MATERIAL FOR THE TASK.
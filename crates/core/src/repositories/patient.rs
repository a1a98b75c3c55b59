//! Patient data store.
//!
//! The store holds a fixed collection of patients built once at startup. There is
//! no write path, so concurrent reads need no coordination.

use crate::error::{PatientError, PatientResult};
use crate::patient::Patient;
use chrono::NaiveDate;

/// Lookup of patients by identifier.
///
/// A missing identifier is a normal answer (`None`), never an error.
pub trait PatientRepository: Send + Sync {
    fn get_by_id(&self, id: i32) -> Option<Patient>;
}

/// (id, NHS number, name, date of birth, GP practice)
const SEED: [(i32, &str, &str, (i32, u32, u32), &str); 5] = [
    (1, "1234567890", "John Smith", (1980, 5, 15), "Central Medical Practice"),
    (2, "0987654321", "Jane Doe", (1975, 8, 22), "Westside Health Centre"),
    (3, "5678901234", "Michael Johnson", (1990, 12, 3), "North Street Surgery"),
    (4, "1122334455", "Sarah Williams", (1985, 3, 27), "Springfield Medical Clinic"),
    (5, "5544332211", "David Brown", (1972, 11, 10), "Riverside Health Practice"),
];

/// Builds the fixed seed records, identifiers 1 to 5.
///
/// # Errors
///
/// Returns `PatientError::InvalidInput` if a seed date of birth is not a real
/// calendar date.
pub fn seed_patients() -> PatientResult<Vec<Patient>> {
    SEED.iter()
        .map(|&(id, nhs_number, name, (y, m, d), gp_practice)| {
            let date_of_birth = NaiveDate::from_ymd_opt(y, m, d).ok_or_else(|| {
                PatientError::InvalidInput(format!("invalid seed date of birth for patient {id}"))
            })?;
            Ok(Patient::new(id, nhs_number, name, date_of_birth, gp_practice))
        })
        .collect()
}

/// In-memory store backed by an immutable list and a linear scan.
#[derive(Clone, Debug)]
pub struct InMemoryPatientRepository {
    patients: Vec<Patient>,
}

impl InMemoryPatientRepository {
    /// Creates a store over the given patients.
    ///
    /// Identifiers are expected to be unique; if they are not, the first match wins.
    pub fn new(patients: Vec<Patient>) -> Self {
        Self { patients }
    }

    /// Creates a store holding the five seed patients.
    pub fn seeded() -> PatientResult<Self> {
        Ok(Self::new(seed_patients()?))
    }

    pub fn all(&self) -> &[Patient] {
        &self.patients
    }
}

impl PatientRepository for InMemoryPatientRepository {
    fn get_by_id(&self, id: i32) -> Option<Patient> {
        tracing::debug!(patient_id = id, "querying patient repository");
        let patient = self.patients.iter().find(|p| p.id == id).cloned();

        if patient.is_some() {
            tracing::debug!(patient_id = id, "patient record found in repository");
        } else {
            tracing::debug!(patient_id = id, "no patient record found in repository");
        }

        patient
    }
}

#[cfg(test)]
mod tests {
    use super::*;

    fn repo() -> InMemoryPatientRepository {
        InMemoryPatientRepository::seeded().expect("seed data is valid")
    }

    #[test]
    fn existing_id_returns_patient() {
        let patient = repo().get_by_id(1).expect("patient 1 exists");
        assert_eq!(patient.id, 1);
        assert_eq!(patient.name, "John Smith");
    }

    #[test]
    fn unknown_ids_return_none() {
        let repo = repo();
        for id in [0, -1, 6, 999, i32::MIN, i32::MAX] {
            assert!(repo.get_by_id(id).is_none(), "id {id}");
        }
    }

    #[test]
    fn seed_ids_map_to_expected_nhs_numbers() {
        let repo = repo();
        for (id, nhs) in [(1, "1234567890"), (2, "0987654321"), (3, "5678901234")] {
            let patient = repo.get_by_id(id).expect("seed patient exists");
            assert_eq!(patient.nhs_number, nhs);
        }
    }

    #[test]
    fn distinct_ids_return_distinct_patients() {
        let repo = repo();
        let names: Vec<String> = (1..=5)
            .map(|id| repo.get_by_id(id).expect("seed patient exists").name)
            .collect();
        assert_eq!(
            names,
            vec![
                "John Smith",
                "Jane Doe",
                "Michael Johnson",
                "Sarah Williams",
                "David Brown"
            ]
        );
    }

    #[test]
    fn repeated_lookups_are_equal() {
        let repo = repo();
        assert_eq!(repo.get_by_id(2), repo.get_by_id(2));
        assert_eq!(repo.all().len(), 5);
    }

    #[test]
    fn seed_identifier_space_is_one_to_five() {
        let ids: Vec<i32> = repo().all().iter().map(|p| p.id).collect();
        assert_eq!(ids, vec![1, 2, 3, 4, 5]);
    }

    #[test]
    fn first_match_wins_for_duplicate_ids() {
        let date = NaiveDate::from_ymd_opt(2000, 1, 1).expect("valid date");
        let repo = InMemoryPatientRepository::new(vec![
            Patient::new(9, "1111111111", "First", date, "A"),
            Patient::new(9, "2222222222", "Second", date, "B"),
        ]);
        assert_eq!(repo.get_by_id(9).expect("found").name, "First");
    }
}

TASK INSTRUCTIONS.
Retype each line of the listing exactly as it was given above.

COMPLETED EXERCISE.
filename crates/core/src/repositories/patient.rs
repository a1a98b75c3c55b59
//! Patient data store.
//!
//! The store holds a fixed collection of patients built once at startup. There is
//! no write path, so concurrent reads need no coordination.

use crate::error::{PatientError, PatientResult};
use crate::patient::Patient;
use chrono::NaiveDate;

/// Lookup of patients by identifier.
///
/// A missing identifier is a normal answer (`None`), never an error.
pub trait PatientRepository: Send + Sync {
    fn get_by_id(&self, id: i32) -> Option<Patient>;
}

/// (id, NHS number, name, date of birth, GP practice)
const SEED: [(i32, &str, &str, (i32, u32, u32), &str); 5] = [
    (1, "1234567890", "John Smith", (1980, 5, 15), "Central Medical Practice"),
    (2, "0987654321", "Jane Doe", (1975, 8, 22), "Westside Health Centre"),
    (3, "5678901234", "Michael Johnson", (1990, 12, 3), "North Street Surgery"),
    (4, "1122334455", "Sarah Williams", (1985, 3, 27), "Springfield Medical Clinic"),
    (5, "5544332211", "David Brown", (1972, 11, 10), "Riverside Health Practice"),
];

/// Builds the fixed seed records, identifiers 1 to 5.
///
/// # Errors
///
/// Returns `PatientError::InvalidInput` if a seed date of birth is not a real
/// calendar date.
pub fn seed_patients() -> PatientResult<Vec<Patient>> {
    SEED.iter()
        .map(|&(id, nhs_number, name, (y, m, d), gp_practice)| {
            let date_of_birth = NaiveDate::from_ymd_opt(y, m, d).ok_or_else(|| {
                PatientError::InvalidInput(format!("invalid seed date of birth for patient {id}"))
            })?;
            Ok(Patient::new(id, nhs_number, name, date_of_birth, gp_practice))
        })
        .collect()
}

/// In-memory store backed by an immutable list and a linear scan.
#[derive(Clone, Debug)]
pub struct InMemoryPatientRepository {
    patients: Vec<Patient>,
}

impl InMemoryPatientRepository {
    /// Creates a store over the given patients.
    ///
    /// Identifiers are expected to be unique; if they are not, the first match wins.
    pub fn new(patients: Vec<Patient>) -> Self {
        Self { patients }
    }

    /// Creates a store holding the five seed patients.
    pub fn seeded() -> PatientResult<Self> {
        Ok(Self::new(seed_patients()?))
    }

    pub fn all(&self) -> &[Patient] {
        &self.patients
    }
}

impl PatientRepository for InMemoryPatientRepository {
    fn get_by_id(&self, id: i32) -> Option<Patient> {
        tracing::debug!(patient_id = id, "querying patient repository");
        let patient = self.patients.iter().find(|p| p.id == id).cloned();

        if patient.is_some() {
            tracing::debug!(patient_id = id, "patient record found in repository");
        } else {
            tracing::debug!(patient_id = id, "no patient record found in repository");
        }

        patient
    }
}

#[cfg(test)]
mod tests {
    use super::*;

    fn repo() -> InMemoryPatientRepository {
        InMemoryPatientRepository::seeded().expect("seed data is valid")
    }

    #[test]
    fn existing_id_returns_patient() {
        let patient = repo().get_by_id(1).expect("patient 1 exists");
        assert_eq!(patient.id, 1);
        assert_eq!(patient.name, "John Smith");
    }

    #[test]
    fn unknown_ids_return_none() {
        let repo = repo();
        for id in [0, -1, 6, 999, i32::MIN, i32::MAX] {
            assert!(repo.get_by_id(id).is_none(), "id {id}");
        }
    }

    #[test]
    fn seed_ids_map_to_expected_nhs_numbers() {
        let repo = repo();
        for (id, nhs) in [(1, "1234567890"), (2, "0987654321"), (3, "5678901234")] {
            let patient = repo.get_by_id(id).expect("seed patient exists");
            assert_eq!(patient.nhs_number, nhs);
        }
    }

    #[test]
    fn distinct_ids_return_distinct_patients() {
        let repo = repo();
        let names: Vec<String> = (1..=5)
            .map(|id| repo.get_by_id(id).expect("seed patient exists").name)
            .collect();
        assert_eq!(
            names,
            vec![
                "John Smith",
                "Jane Doe",
                "Michael Johnson",
                "Sarah Williams",
                "David Brown"
            ]
        );
    }

    #[test]
    fn repeated_lookups_are_equal() {
        let repo = repo();
        assert_eq!(repo.get_by_id(2), repo.get_by_id(2));
        assert_eq!(repo.all().len(), 5);
    }

    #[test]
    fn seed_identifier_space_is_one_to_five() {
        let ids: Vec<i32> = repo().all().iter().map(|p| p.id).collect();
        assert_eq!(ids, vec![1, 2, 3, 4, 5]);
    }

    #[test]
    fn first_match_wins_for_duplicate_ids() {
        let date = NaiveDate::from_ymd_opt(2000, 1, 1).expect("valid date");
        let repo = InMemoryPatientRepository::new(vec![
            Patient::new(9, "1111111111", "First", date, "A"),
            Patient::new(9, "2222222222", "Second", date, "B"),
        ]);
        assert_eq!(repo.get_by_id(9).expect("found").name, "First");
    }
}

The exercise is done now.